En France, les sectateurs de l’exploration de la lune, de mars, et de la recherche spatiale en général, bénéficient d’un avantage particulier : celui de disposer d’un sympathique porte-parole, ayant déjà fait plusieurs missions spatiales, suivies d’émissions audiovisuelles, de films et de livres, s’exprimant de manière simple, claire et modeste, bref un gendre parfait. Bien d’autres domaines en peine d’image positive, comme l’exécutif, la justice, la police et l’armée, le nucléaire militaire et civil, la finance, l’industrie pharmaceutique, le gaz de schiste, l’automobile individuelle, et bien d’autres, rêveraient d’un tel propagandiste, utilisé sans modération par les médias.
Cette recherche spatiale est considérablement coûteuse, un coût démesuré qui pèse largement, à travers les impôts, sur les populations des quelques pays où de telles recherches sont en cours.
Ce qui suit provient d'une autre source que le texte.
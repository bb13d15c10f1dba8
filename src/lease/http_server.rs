use crate::apply::{ApplyGate, ApplyWaitError};
use crate::lease::status::{
    ForwardOutcome, APPLY_TIMEOUT_MESSAGE, CONTENT_TYPE_PROTOBUF, LEASE_INTERNAL_PREFIX, LEASE_PREFIX,
};
use crate::lease::{
    HeaderFiller, LeaseError, Lessor, MessageError, RenewRequest, RenewResponse, ResponseHeader, TimeToLiveRequest,
    TimeToLiveResponse,
};
use crate::server::ShutdownSignal;
use bytes::Bytes;
use http::header::CONTENT_TYPE;
use http::{HeaderValue, Method, Request, Response};
use hyper::server::conn::AddrIncoming;
use hyper::service::{make_service_fn, service_fn};
use hyper::{Body, Server};
use std::convert::Infallible;
use std::net::SocketAddr;
use std::sync::Arc;
use tokio::time::Duration;

/// Time a forwarded request may wait for the local node to catch up before it is refused.
pub const DEFAULT_APPLY_TIMEOUT: Duration = Duration::from_secs(1);

#[derive(Debug, thiserror::Error)]
enum LeaseHandlerError {
    #[error("Method Not Allowed")]
    MethodNotAllowed,
    #[error("unknown request path {0:?}")]
    UnknownPath(String),
    #[error("error unmarshalling request")]
    Unmarshal(#[source] MessageError),
    #[error("{}", APPLY_TIMEOUT_MESSAGE)]
    ApplyTimeout,
    #[error("{0}")]
    Gate(ApplyWaitError),
    #[error("{0}")]
    Lessor(LeaseError),
    #[error("{0}")]
    Encode(prost::EncodeError),
}

impl LeaseHandlerError {
    fn outcome(&self) -> ForwardOutcome {
        match self {
            LeaseHandlerError::MethodNotAllowed => ForwardOutcome::MethodNotAllowed,
            LeaseHandlerError::UnknownPath(_) | LeaseHandlerError::Unmarshal(_) => ForwardOutcome::MalformedRequest,
            LeaseHandlerError::ApplyTimeout => ForwardOutcome::ApplyTimeout,
            LeaseHandlerError::Gate(_) => ForwardOutcome::ServerStopped,
            LeaseHandlerError::Lessor(LeaseError::NotFound) => ForwardOutcome::LeaseNotFound,
            LeaseHandlerError::Lessor(_) => ForwardOutcome::ExecutionFailed,
            LeaseHandlerError::Encode(_) => ForwardOutcome::EncodeFailed,
        }
    }
}

/// LeaseHandler serves lease renewals and time-to-live lookups forwarded by followers.
///
/// Each request goes through decode, gate, execute and encode strictly in that order. The gate
/// holds the request until the local node has applied what the follower may have already seen;
/// if that takes longer than the apply timeout the request is refused without touching the
/// lessor.
pub struct LeaseHandler<L, G> {
    logger: slog::Logger,
    lessor: L,
    gate: G,
    header: HeaderFiller,
    apply_timeout: Duration,
}

impl<L, G> LeaseHandler<L, G>
where
    L: Lessor,
    G: ApplyGate,
{
    pub fn new(logger: slog::Logger, lessor: L, gate: G, header: HeaderFiller, apply_timeout: Duration) -> Self {
        LeaseHandler {
            logger,
            lessor,
            gate,
            header,
            apply_timeout,
        }
    }

    pub async fn handle(&self, request: Request<Bytes>) -> Response<Bytes> {
        slog::debug!(self.logger, "ServerWire - {} {}", request.method(), request.uri().path());
        let result = self.try_handle(&request).await;

        match result {
            Ok(body) => {
                slog::debug!(self.logger, "ServerWire - {} ok", request.uri().path());
                let mut response = Response::new(Bytes::from(body));
                *response.status_mut() = ForwardOutcome::Success.status_code();
                response
                    .headers_mut()
                    .insert(CONTENT_TYPE, HeaderValue::from_static(CONTENT_TYPE_PROTOBUF));
                response
            }
            Err(e) => {
                let outcome = e.outcome();
                match outcome {
                    ForwardOutcome::ApplyTimeout | ForwardOutcome::ServerStopped | ForwardOutcome::EncodeFailed => {
                        slog::warn!(self.logger, "Lease request {} failed: {}", request.uri().path(), e)
                    }
                    _ => slog::debug!(self.logger, "Lease request {} failed: {}", request.uri().path(), e),
                }
                error_response(outcome, e.to_string())
            }
        }
    }

    async fn try_handle(&self, request: &Request<Bytes>) -> Result<Vec<u8>, LeaseHandlerError> {
        if request.method() != Method::POST {
            return Err(LeaseHandlerError::MethodNotAllowed);
        }

        match request.uri().path() {
            LEASE_PREFIX => self.handle_renew(request.body()).await,
            LEASE_INTERNAL_PREFIX => self.handle_time_to_live(request.body()).await,
            path => Err(LeaseHandlerError::UnknownPath(path.to_string())),
        }
    }

    async fn handle_renew(&self, body: &[u8]) -> Result<Vec<u8>, LeaseHandlerError> {
        let request = RenewRequest::decode(body).map_err(LeaseHandlerError::Unmarshal)?;

        self.wait_for_applied().await?;

        let ttl = self.lessor.renew(request.lease_id).map_err(LeaseHandlerError::Lessor)?;

        let mut response = RenewResponse {
            header: ResponseHeader::default(),
            lease_id: request.lease_id,
            ttl,
        };
        self.header.fill(&mut response.header);

        response.encode().map_err(LeaseHandlerError::Encode)
    }

    async fn handle_time_to_live(&self, body: &[u8]) -> Result<Vec<u8>, LeaseHandlerError> {
        let request = TimeToLiveRequest::decode(body).map_err(LeaseHandlerError::Unmarshal)?;

        self.wait_for_applied().await?;

        let lease = self
            .lessor
            .lookup(request.lease_id)
            .ok_or(LeaseHandlerError::Lessor(LeaseError::NotFound))?;

        let keys = if request.include_keys {
            lease.keys().iter().map(|k| k.as_bytes().to_vec()).collect()
        } else {
            Vec::new()
        };

        let mut response = TimeToLiveResponse {
            header: ResponseHeader::default(),
            lease_id: request.lease_id,
            ttl: lease.remaining().as_secs() as i64,
            granted_ttl: lease.ttl(),
            keys,
        };
        self.header.fill(&mut response.header);

        response.encode().map_err(LeaseHandlerError::Encode)
    }

    async fn wait_for_applied(&self) -> Result<(), LeaseHandlerError> {
        match tokio::time::timeout(self.apply_timeout, self.gate.wait_for_applied()).await {
            Ok(Ok(())) => Ok(()),
            Ok(Err(e)) => Err(LeaseHandlerError::Gate(e)),
            Err(_elapsed) => Err(LeaseHandlerError::ApplyTimeout),
        }
    }
}

fn error_response(outcome: ForwardOutcome, message: String) -> Response<Bytes> {
    let mut response = Response::new(Bytes::from(message));
    *response.status_mut() = outcome.status_code();
    response
}

/// Binds the listening socket up front so the caller learns about an unavailable port (and the
/// real port when asking for port 0) before the server task is spawned.
pub fn bind_listener(socket_addr: SocketAddr) -> Result<AddrIncoming, hyper::Error> {
    AddrIncoming::bind(&socket_addr)
}

/// LeaseHttpServer exposes a `LeaseHandler` over HTTP.
pub struct LeaseHttpServer<L, G> {
    logger: slog::Logger,
    handler: Arc<LeaseHandler<L, G>>,
}

impl<L, G> LeaseHttpServer<L, G>
where
    L: Lessor + 'static,
    G: ApplyGate + 'static,
{
    pub fn new(logger: slog::Logger, handler: LeaseHandler<L, G>) -> Self {
        LeaseHttpServer {
            logger,
            handler: Arc::new(handler),
        }
    }

    pub async fn run(self, incoming: AddrIncoming, shutdown_signal: ShutdownSignal) {
        let logger = self.logger.clone();
        slog::info!(logger, "Listening on '{:?}'", incoming.local_addr());

        let handler = self.handler;
        let service_logger = self.logger;
        let make_service = make_service_fn(move |_conn| {
            let handler = handler.clone();
            let logger = service_logger.clone();
            async move {
                Ok::<_, Infallible>(service_fn(move |request: Request<Body>| {
                    let handler = handler.clone();
                    let logger = logger.clone();
                    async move { Ok::<_, Infallible>(serve_hyper_request(&logger, &handler, request).await) }
                }))
            }
        });

        let result = Server::builder(incoming)
            .serve(make_service)
            .with_graceful_shutdown(shutdown_signal)
            .await;

        slog::info!(logger, "Server run() has exited: {:?}", result);
    }
}

async fn serve_hyper_request<L, G>(
    logger: &slog::Logger,
    handler: &LeaseHandler<L, G>,
    request: Request<Body>,
) -> Response<Body>
where
    L: Lessor,
    G: ApplyGate,
{
    let (parts, body) = request.into_parts();
    let response = match hyper::body::to_bytes(body).await {
        Ok(bytes) => handler.handle(Request::from_parts(parts, bytes)).await,
        Err(e) => {
            slog::warn!(logger, "Failed to read request body: {:?}", e);
            error_response(ForwardOutcome::MalformedRequest, "error reading body".to_string())
        }
    };

    response.map(Body::from)
}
N’y aurait-il pas d’autres priorités plus urgentes pour ces populations, sur les plans sanitaire, alimentaire, de l’éducation, du logement et des transports, de la protection contre la crise de la biosphère, pour employer ces sommes gigantesques ?
Une des caractéristiques de cette recherche est sa dépendance vis-à-vis de l’énergie nucléaire. Sans propulsion atomique, cette recherche serait impossible, aucune autre énergie actuellement maîtrisée par nos techniques n’étant susceptible de permettre de tels voyages hors de notre atmosphère. Donc le maintien et le développement de programmes d’exploration spatiale exigeront de maintenir des recherches avancées dans ce domaine, quels que soient les dangers que le nucléaire, qu’il soit militaire ou « civil », font et feront courir à notre propre survie.
Cette recherche est considérablement polluante, contribue à la dilapidation de ressources irremplaçables et au dérèglement climatique, pourtant il est clair qu’elle ne peut en aucune manière contribuer de manière significative à résoudre les problèmes évoqués ci-dessus. Il est légitime de se demander ce que pourraient apporter ces programmes à l’humanité en crise et en danger.
La première promesse que l’on nous vend est que ces programmes pourront nous fournir des informations considérables sur l’histoire et le fonctionnement de l’univers. Indéniablement, mais ces informations sont-elles urgentes et indispensables aujourd’hui ? Ne pourraient-elles attendre une période plus propice de notre histoire, si celle-ci doit se continuer, lorsque nous serons sortis de la période noire que vit actuellement notre planète, ses habitants de tous poils, plumes et feuilles, et nos sociétés ?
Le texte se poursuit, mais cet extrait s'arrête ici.